FIGURE 10.5. A laboratory prescription. (Courtesy of Christopher DiConcilis, Smithfield, PA.)
F. Cementation of the Restoration
At a second appointment, the temporary crown is removed, and the temporary cement is cleaned from the prepared tooth. Scaling instruments or pumice and a prophy cup are used. “Try-in” of the restoration is next. The restoration is seated on the preparation and carefully evaluated. The proximal contacts are checked with floss. The margins are examined with an explorer. The occlusion is evaluated with articulation paper, and the esthetics are examined with the patient’s input. If all is acceptable, the restoration is cemented (see Fig. 7.1). Completed crowns are shown in Figures 1.4 and 1.10E.
G. Completion of the Treatment Plan
After the restoration is cemented, the remaining treatment plan is completed. The final step in the treatment plan should be to determine the recall status of the patient based on periodontal concerns, caries risk, chronic problems, and oral hygiene home care practices.
IV. Casting Process—Optional
Dentistry has used the “lost-wax casting technique” for a century to produce metal restorations. This process first constructs the restoration in wax. The wax is then replaced with metal in the same shape and size as the original wax pattern.

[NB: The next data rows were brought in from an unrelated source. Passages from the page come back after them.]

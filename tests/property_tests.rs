#![allow(missing_docs)]

use std::sync::Arc;
use std::time::Duration;

use pageout::primitives::sim::{SimCompressor, SimPager, SimPmap};
use pageout::vm::{ObjectKind, PageState, Placement, VmObject};
use pageout::{ObjectId, PageIdx, Pageout, PageoutConfig, PagerHandle};
use proptest::prelude::*;

#[derive(Debug, Clone)]
enum Operation {
    Allocate { external: bool, placement: Placement },
    Free { slot: usize },
    Touch { slot: usize, write: bool },
    Dirty { slot: usize },
    Reclaim { slot: usize },
    Wire { slot: usize },
    Unwire { slot: usize },
    FinishFill { slot: usize, outcome: u8 },
    Scan,
    DrainCompressor,
    DrainExternal,
    CompleteWriteBacks { ok: bool },
    FailCompressor { fail: bool },
}

fn arb_placement() -> impl Strategy<Value = Placement> {
    prop_oneof![
        Just(Placement::Active),
        Just(Placement::Inactive),
        Just(Placement::Speculative),
        Just(Placement::Background),
        Just(Placement::Donate),
        Just(Placement::Absent),
    ]
}

fn arb_operation() -> impl Strategy<Value = Operation> {
    prop_oneof![
        4 => (any::<bool>(), arb_placement())
            .prop_map(|(external, placement)| Operation::Allocate { external, placement }),
        1 => any::<usize>().prop_map(|slot| Operation::Free { slot }),
        2 => (any::<usize>(), any::<bool>()).prop_map(|(slot, write)| Operation::Touch { slot, write }),
        2 => any::<usize>().prop_map(|slot| Operation::Dirty { slot }),
        2 => any::<usize>().prop_map(|slot| Operation::Reclaim { slot }),
        1 => any::<usize>().prop_map(|slot| Operation::Wire { slot }),
        1 => any::<usize>().prop_map(|slot| Operation::Unwire { slot }),
        1 => (any::<usize>(), 0u8..3).prop_map(|(slot, outcome)| Operation::FinishFill { slot, outcome }),
        2 => Just(Operation::Scan),
        1 => Just(Operation::DrainCompressor),
        1 => Just(Operation::DrainExternal),
        1 => any::<bool>().prop_map(|ok| Operation::CompleteWriteBacks { ok }),
        1 => any::<bool>().prop_map(|fail| Operation::FailCompressor { fail }),
    ]
}

struct Model {
    po: Pageout,
    compressor: Arc<SimCompressor>,
    pager: Arc<SimPager>,
    anon: Arc<VmObject>,
    file: Arc<VmObject>,
    pages: Vec<PageIdx>,
    next_offset: u64,
}

impl Model {
    fn new() -> Self {
        let cfg = PageoutConfig {
            total_pages: 64,
            free_reserved: 2,
            free_min: 4,
            free_target: 8,
            compressor_max_depth: 8,
            external_max_depth: 4,
            burst_limit: 16,
            ..PageoutConfig::small()
        };
        let compressor = Arc::new(SimCompressor::new(cfg.page_size));
        let pager = Arc::new(SimPager::new());
        let po = Pageout::new(
            cfg,
            Arc::new(SimPmap::new(64)),
            compressor.clone(),
            pager.clone(),
        )
        .expect("valid config");
        Self {
            po,
            compressor,
            pager,
            anon: VmObject::new(ObjectId(1), ObjectKind::Internal),
            file: VmObject::external(ObjectId(2), PagerHandle(1)),
            pages: Vec::new(),
            next_offset: 0,
        }
    }

    fn pick(&self, slot: usize) -> Option<PageIdx> {
        if self.pages.is_empty() {
            None
        } else {
            Some(self.pages[slot % self.pages.len()])
        }
    }

    fn apply(&mut self, op: Operation) {
        match op {
            Operation::Allocate {
                external,
                placement,
            } => {
                let obj = if external { &self.file } else { &self.anon };
                self.next_offset += 1;
                let res =
                    self.po
                        .allocate_timeout(obj, self.next_offset, placement, Duration::ZERO);
                if let Ok(idx) = res {
                    self.pages.push(idx);
                }
            }
            Operation::Free { slot } => {
                if let Some(idx) = self.pick(slot) {
                    let _ = self.po.free_page(idx);
                }
            }
            Operation::Touch { slot, write } => {
                if let Some(idx) = self.pick(slot) {
                    let _ = self.po.touch(idx, write);
                }
            }
            Operation::Dirty { slot } => {
                if let Some(idx) = self.pick(slot) {
                    let _ = self.po.set_dirty(idx, true);
                }
            }
            Operation::Reclaim { slot } => {
                if let Some(idx) = self.pick(slot) {
                    let _ = self.po.reclaim_now(idx);
                }
            }
            Operation::Wire { slot } => {
                if let Some(idx) = self.pick(slot) {
                    let _ = self.po.wire(idx);
                }
            }
            Operation::Unwire { slot } => {
                if let Some(idx) = self.pick(slot) {
                    let _ = self.po.unwire(idx);
                }
            }
            Operation::FinishFill { slot, outcome } => {
                if let Some(idx) = self.pick(slot) {
                    let _ = match outcome {
                        0 => self.po.fill_complete(idx, true),
                        1 => self.po.fill_complete(idx, false),
                        _ => self.po.abandon_fill(idx),
                    };
                }
            }
            Operation::Scan => {
                let _ = self.po.scan_once().expect("scan pass");
            }
            Operation::DrainCompressor => {
                self.po.drain_compressor_once();
            }
            Operation::DrainExternal => {
                self.po.drain_external_once();
            }
            Operation::CompleteWriteBacks { ok } => {
                for req in self.pager.take_requests() {
                    let _ = self.po.write_back_complete(req.page, ok);
                }
            }
            Operation::FailCompressor { fail } => self.compressor.set_failing(fail),
        }
        // Forget slots whose page went back to the free list.
        let po = &self.po;
        self.pages
            .retain(|&idx| po.page_info(idx).map(|i| i.state != PageState::Free).unwrap_or(false));
    }

    /// Every page is either on the free list or owned.
    fn conserved(&self) -> bool {
        let total = self.po.config().total_pages;
        let in_use = (0..total)
            .filter(|&i| {
                self.po
                    .page_info(PageIdx(i))
                    .map(|info| info.state != PageState::Free)
                    .unwrap_or(false)
            })
            .count() as u32;
        in_use + self.po.free_count() == total
    }
}

proptest! {
    #![proptest_config(ProptestConfig::with_cases(64))]

    #[test]
    fn prop_invariants_hold_after_every_operation(
        ops in prop::collection::vec(arb_operation(), 1..200)
    ) {
        let mut model = Model::new();
        for op in ops {
            model.apply(op.clone());
            let checked = model.po.check_invariants();
            prop_assert!(checked.is_ok(), "after {:?}: {:?}", op, checked);
            prop_assert!(model.conserved(), "page leaked after {:?}", op);
        }
    }

    #[test]
    fn prop_laundry_depth_never_exceeds_max_without_forcing(
        dirty in 1usize..40,
    ) {
        let mut model = Model::new();
        for _ in 0..dirty {
            model.apply(Operation::Allocate { external: false, placement: Placement::Inactive });
        }
        let pages = model.pages.clone();
        for idx in pages {
            let _ = model.po.set_dirty(idx, true);
            let _ = model.po.reclaim_now(idx);
        }
        let snapshot = model.po.laundry(pageout::vm::LaundryKind::Compressor);
        prop_assert!(snapshot.depth <= snapshot.max_depth);
        prop_assert!(model.po.check_invariants().is_ok());
    }
}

The lost-wax casting technique is shown in Figure 10.6.
FIGURE 10.6. Photographs showing the fabrication of a full gold crown (the same crown as shown in Figs. 1.4 and 8.1). A. Wax pattern with the sprue attached. B. Wax pattern attached to the sprue base (also called crucible former) and the casting. Note the reproduction of shape and size. C. Wax pattern and casting ring with a paper liner. The casting ring slips over the wax pattern and fits into the sprue base. D. Sprued and invested wax pattern inside a sectioned casting ring. E. Cross section through a casting ring after burnout and a completed casting. F. Completed casting on the die.
A. Wax and Waxing
Wax is easy to mold and shape. All that is required is a heat source and a few simple instruments. Creating the shape of the restoration in wax (wax pattern) requires skill and involves both the art and the science of dentistry, as shown in Figure 10.6A. The art is creating a reproduction of the shape of the lost tooth structure. The science is the requirement for the shape to function as the original tooth structure did (or should).
2. Dental Waxes
Dentistry uses a variety of waxes with different melting, working, and handling properties. Several are shown in Figure 10.7. The composition of a wax product is usually proprietary and is typically a combination of natural and synthetic waxes. Wax is very soft compared to other dental materials. Distortion of wax is not typically visible to the unaided eye, but wax is unstable. A wax pattern can distort over time to a degree sufficient to affect the fit of restorations.
FIGURE 10.7. Photograph of several dental waxes: rope wax (top), baseplate wax (middle left), sticky wax (middle center), inlay wax (middle right), and boxing wax (bottom).